■ **THE DATA**:
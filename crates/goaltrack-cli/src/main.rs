//! `goaltrack` command-line driver

use clap::{value_parser, Arg, ArgAction, Command};
use std::path::PathBuf;
use tracing_subscriber::EnvFilter;

mod commands;
mod settings;

fn cli() -> Command {
    Command::new("goaltrack")
        .version(goaltrack_sync::VERSION)
        .about("Goal, todo and time-log client core")
        .subcommand_required(true)
        .arg_required_else_help(true)
        .arg(
            Arg::new("config")
                .long("config")
                .global(true)
                .value_parser(value_parser!(PathBuf))
                .help("TOML file with client limits and sync options"),
        )
        .subcommand(
            Command::new("aggregate")
                .about("Compute per-goal progress from a JSON export")
                .arg(
                    Arg::new("input")
                        .long("input")
                        .required(true)
                        .value_parser(value_parser!(PathBuf))
                        .help("JSON file with `goals` and `todos` arrays"),
                )
                .arg(
                    Arg::new("json")
                        .long("json")
                        .action(ArgAction::SetTrue)
                        .help("Output as JSON"),
                ),
        )
        .subcommand(
            Command::new("demo")
                .about("Run a scripted session against an in-memory store")
                .arg(
                    Arg::new("fail-writes")
                        .long("fail-writes")
                        .action(ArgAction::SetTrue)
                        .help("Take store writes offline midway to show rollback"),
                ),
        )
}

#[tokio::main]
async fn main() -> anyhow::Result<()> {
    tracing_subscriber::fmt()
        .with_env_filter(EnvFilter::try_from_default_env().unwrap_or_else(|_| EnvFilter::new("info")))
        .with_writer(std::io::stderr)
        .init();

    let matches = cli().get_matches();
    let config = settings::load(matches.get_one::<PathBuf>("config").map(PathBuf::as_path))?;

    let output = match matches.subcommand() {
        Some(("aggregate", args)) => {
            let input = args
                .get_one::<PathBuf>("input")
                .ok_or_else(|| anyhow::anyhow!("--input is required"))?;
            commands::aggregate_file(input, args.get_flag("json"))?
        }
        Some(("demo", args)) => commands::demo(config, args.get_flag("fail-writes")).await?,
        _ => anyhow::bail!("unknown subcommand"),
    };
    print!("{output}");
    Ok(())
}
//! In-memory remote store
//!
//! A [`RemoteStore`] backed by per-user partitions in process memory. Used by
//! tests and the demo binary in place of the managed document store, with
//! fault injection so rollback paths can be exercised deterministically.

use crate::error::{StoreError, StoreResult};
use crate::remote::{clamp_percent, RemoteStore};
use async_trait::async_trait;
use chrono::{DateTime, Duration, NaiveDate, Utc};
use dashmap::DashMap;
use goaltrack_model::{
    Activity, ActivityId, Collection, DailyLog, DailyLogId, DailyLogPatch, Goal, GoalId,
    NewDailyLog, RecordId, Todo, TodoId, UserId,
};
use parking_lot::Mutex;
use std::collections::{HashMap, VecDeque};

/// Store operation, used for fault injection and call counting
#[derive(Debug, Clone, Copy, PartialEq, Eq, Hash)]
pub enum StoreOp {
    ListGoals,
    CreateGoal,
    SetGoalProgress,
    DeleteGoal,
    ListTodos,
    CreateTodo,
    CreateTodosBulk,
    SetTodoDone,
    DeleteTodo,
    ListActivities,
    CreateActivity,
    ListDailyLogs,
    CreateDailyLog,
    UpdateDailyLog,
    DeleteDailyLog,
}

impl StoreOp {
    /// Whether the operation writes
    #[inline]
    #[must_use]
    pub fn is_write(&self) -> bool {
        !matches!(
            self,
            Self::ListGoals | Self::ListTodos | Self::ListActivities | Self::ListDailyLogs
        )
    }
}

/// Documents of one user
#[derive(Debug, Clone, Default, PartialEq, Eq)]
pub struct Partition {
    pub goals: Vec<Goal>,
    pub todos: Vec<Todo>,
    pub activities: Vec<Activity>,
    pub daily_logs: Vec<DailyLog>,
}

#[derive(Debug, Default)]
struct Faults {
    offline: bool,
    writes_offline: bool,
    queued: HashMap<StoreOp, VecDeque<StoreError>>,
}

/// In-memory document store
#[derive(Debug, Default)]
pub struct MemoryStore {
    partitions: DashMap<UserId, Partition>,
    faults: Mutex<Faults>,
    calls: DashMap<StoreOp, usize>,
    clock: Mutex<Option<DateTime<Utc>>>,
}

impl MemoryStore {
    /// Create an empty store
    #[inline]
    #[must_use]
    pub fn new() -> Self {
        Self::default()
    }

    /// Fail the next call of `op` with `error`
    ///
    /// Queued errors are consumed in order, one per call.
    pub fn fail_next(&self, op: StoreOp, error: StoreError) {
        self.faults.lock().queued.entry(op).or_default().push_back(error);
    }

    /// Fail every call while offline
    pub fn set_offline(&self, offline: bool) {
        self.faults.lock().offline = offline;
    }

    /// Fail every write while set, reads still succeed
    pub fn set_writes_offline(&self, offline: bool) {
        self.faults.lock().writes_offline = offline;
    }

    /// Number of calls made for `op`, including failed ones
    #[must_use]
    pub fn calls(&self, op: StoreOp) -> usize {
        self.calls.get(&op).map_or(0, |c| *c)
    }

    /// Total number of write calls made
    #[must_use]
    pub fn write_calls(&self) -> usize {
        self.calls
            .iter()
            .filter(|entry| entry.key().is_write())
            .map(|entry| *entry.value())
            .sum()
    }

    /// Copy of a user's documents
    #[must_use]
    pub fn partition(&self, user: &UserId) -> Partition {
        self.partitions
            .get(user)
            .map(|p| p.clone())
            .unwrap_or_default()
    }

    /// Edit a user's documents directly, as another session would
    pub fn with_partition<R>(&self, user: &UserId, f: impl FnOnce(&mut Partition) -> R) -> R {
        let mut partition = self.partitions.entry(user.clone()).or_default();
        f(&mut partition)
    }

    /// Record the call and apply any injected fault
    fn enter(&self, op: StoreOp) -> StoreResult<()> {
        *self.calls.entry(op).or_insert(0) += 1;

        let mut faults = self.faults.lock();
        if let Some(error) = faults.queued.get_mut(&op).and_then(VecDeque::pop_front) {
            tracing::debug!(?op, %error, "injected store failure");
            return Err(error);
        }
        if faults.offline || (faults.writes_offline && op.is_write()) {
            return Err(StoreError::Unavailable("store is offline".to_string()));
        }
        Ok(())
    }

    /// Strictly increasing server timestamp
    fn stamp(&self) -> DateTime<Utc> {
        let mut last = self.clock.lock();
        let now = Utc::now();
        let next = match *last {
            Some(prev) if now <= prev => prev + Duration::milliseconds(1),
            _ => now,
        };
        *last = Some(next);
        next
    }
}

fn newest_first<T>(items: &mut [T], created_at: impl Fn(&T) -> DateTime<Utc>) {
    items.sort_by_key(|item| std::cmp::Reverse(created_at(item)));
}

#[async_trait]
impl RemoteStore for MemoryStore {
    async fn list_goals(&self, user: &UserId) -> StoreResult<Vec<Goal>> {
        self.enter(StoreOp::ListGoals)?;
        let mut goals = self.partition(user).goals;
        newest_first(&mut goals, |g| g.created_at);
        Ok(goals)
    }

    async fn create_goal(&self, user: &UserId, title: &str) -> StoreResult<Goal> {
        self.enter(StoreOp::CreateGoal)?;
        let goal = Goal::new(GoalId::generate(), title, self.stamp());
        self.with_partition(user, |p| p.goals.push(goal.clone()));
        Ok(goal)
    }

    async fn set_goal_progress(
        &self,
        user: &UserId,
        goal_id: &GoalId,
        percent: i32,
    ) -> StoreResult<u8> {
        self.enter(StoreOp::SetGoalProgress)?;
        let stored = clamp_percent(percent);
        self.with_partition(user, |p| {
            let goal = p
                .goals
                .iter_mut()
                .find(|g| &g.id == goal_id)
                .ok_or_else(|| StoreError::not_found(Collection::Goals, goal_id.as_str()))?;
            goal.current_percent = stored;
            Ok(stored)
        })
    }

    async fn delete_goal(&self, user: &UserId, goal_id: &GoalId) -> StoreResult<()> {
        self.enter(StoreOp::DeleteGoal)?;
        self.with_partition(user, |p| p.goals.retain(|g| &g.id != goal_id));
        Ok(())
    }

    async fn list_todos(&self, user: &UserId) -> StoreResult<Vec<Todo>> {
        self.enter(StoreOp::ListTodos)?;
        let mut todos = self.partition(user).todos;
        newest_first(&mut todos, |t| t.created_at);
        Ok(todos)
    }

    async fn create_todo(
        &self,
        user: &UserId,
        title: &str,
        goal_id: Option<&GoalId>,
    ) -> StoreResult<Todo> {
        self.enter(StoreOp::CreateTodo)?;
        let todo = Todo::new(TodoId::generate(), title, goal_id.cloned(), self.stamp());
        self.with_partition(user, |p| p.todos.push(todo.clone()));
        Ok(todo)
    }

    async fn create_todos_bulk(
        &self,
        user: &UserId,
        titles: &[String],
        goal_id: Option<&GoalId>,
    ) -> StoreResult<Vec<Todo>> {
        self.enter(StoreOp::CreateTodosBulk)?;
        if titles.is_empty() {
            return Err(StoreError::Rejected("empty batch".to_string()));
        }
        let batch: Vec<Todo> = titles
            .iter()
            .map(|title| Todo::new(TodoId::generate(), title, goal_id.cloned(), self.stamp()))
            .collect();
        self.with_partition(user, |p| p.todos.extend(batch.iter().cloned()));
        Ok(batch)
    }

    async fn set_todo_done(&self, user: &UserId, todo_id: &TodoId, is_done: bool) -> StoreResult<()> {
        self.enter(StoreOp::SetTodoDone)?;
        self.with_partition(user, |p| {
            let todo = p
                .todos
                .iter_mut()
                .find(|t| &t.id == todo_id)
                .ok_or_else(|| StoreError::not_found(Collection::Todos, todo_id.as_str()))?;
            todo.is_done = is_done;
            Ok(())
        })
    }

    async fn delete_todo(&self, user: &UserId, todo_id: &TodoId) -> StoreResult<()> {
        self.enter(StoreOp::DeleteTodo)?;
        self.with_partition(user, |p| p.todos.retain(|t| &t.id != todo_id));
        Ok(())
    }

    async fn list_activities(&self, user: &UserId) -> StoreResult<Vec<Activity>> {
        self.enter(StoreOp::ListActivities)?;
        let mut activities = self.partition(user).activities;
        activities.sort_by(|a, b| a.name.cmp(&b.name));
        Ok(activities)
    }

    async fn create_activity(&self, user: &UserId, name: &str) -> StoreResult<Activity> {
        self.enter(StoreOp::CreateActivity)?;
        let activity = Activity::new(ActivityId::generate(), name);
        self.with_partition(user, |p| p.activities.push(activity.clone()));
        Ok(activity)
    }

    async fn list_daily_logs(
        &self,
        user: &UserId,
        start: NaiveDate,
        end: NaiveDate,
    ) -> StoreResult<Vec<DailyLog>> {
        self.enter(StoreOp::ListDailyLogs)?;
        let mut logs: Vec<DailyLog> = self
            .partition(user)
            .daily_logs
            .into_iter()
            .filter(|l| l.date >= start && l.date <= end)
            .collect();
        logs.sort_by(|a, b| b.date.cmp(&a.date).then_with(|| b.created_at.cmp(&a.created_at)));
        Ok(logs)
    }

    async fn create_daily_log(&self, user: &UserId, entry: &NewDailyLog) -> StoreResult<DailyLog> {
        self.enter(StoreOp::CreateDailyLog)?;
        if entry.duration_minutes == 0 {
            return Err(StoreError::Rejected("duration must be positive".to_string()));
        }
        let log = DailyLog::from_entry(DailyLogId::generate(), entry.clone(), self.stamp());
        self.with_partition(user, |p| p.daily_logs.push(log.clone()));
        Ok(log)
    }

    async fn update_daily_log(
        &self,
        user: &UserId,
        log_id: &DailyLogId,
        patch: &DailyLogPatch,
    ) -> StoreResult<()> {
        self.enter(StoreOp::UpdateDailyLog)?;
        self.with_partition(user, |p| {
            let log = p
                .daily_logs
                .iter_mut()
                .find(|l| &l.id == log_id)
                .ok_or_else(|| StoreError::not_found(Collection::DailyLogs, log_id.as_str()))?;
            log.apply(patch);
            Ok(())
        })
    }

    async fn delete_daily_log(&self, user: &UserId, log_id: &DailyLogId) -> StoreResult<()> {
        self.enter(StoreOp::DeleteDailyLog)?;
        self.with_partition(user, |p| p.daily_logs.retain(|l| &l.id != log_id));
        Ok(())
    }
}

■ **AIM OF THE TASK**: Throughout the material above, find every line holding "ActivityId" and copy it.

■ **SOLUTION TO THIS PROBLEM**:
    Activity, ActivityId, Collection, DailyLog, DailyLogId, DailyLogPatch, Goal, GoalId,
        let activity = Activity::new(ActivityId::generate(), name);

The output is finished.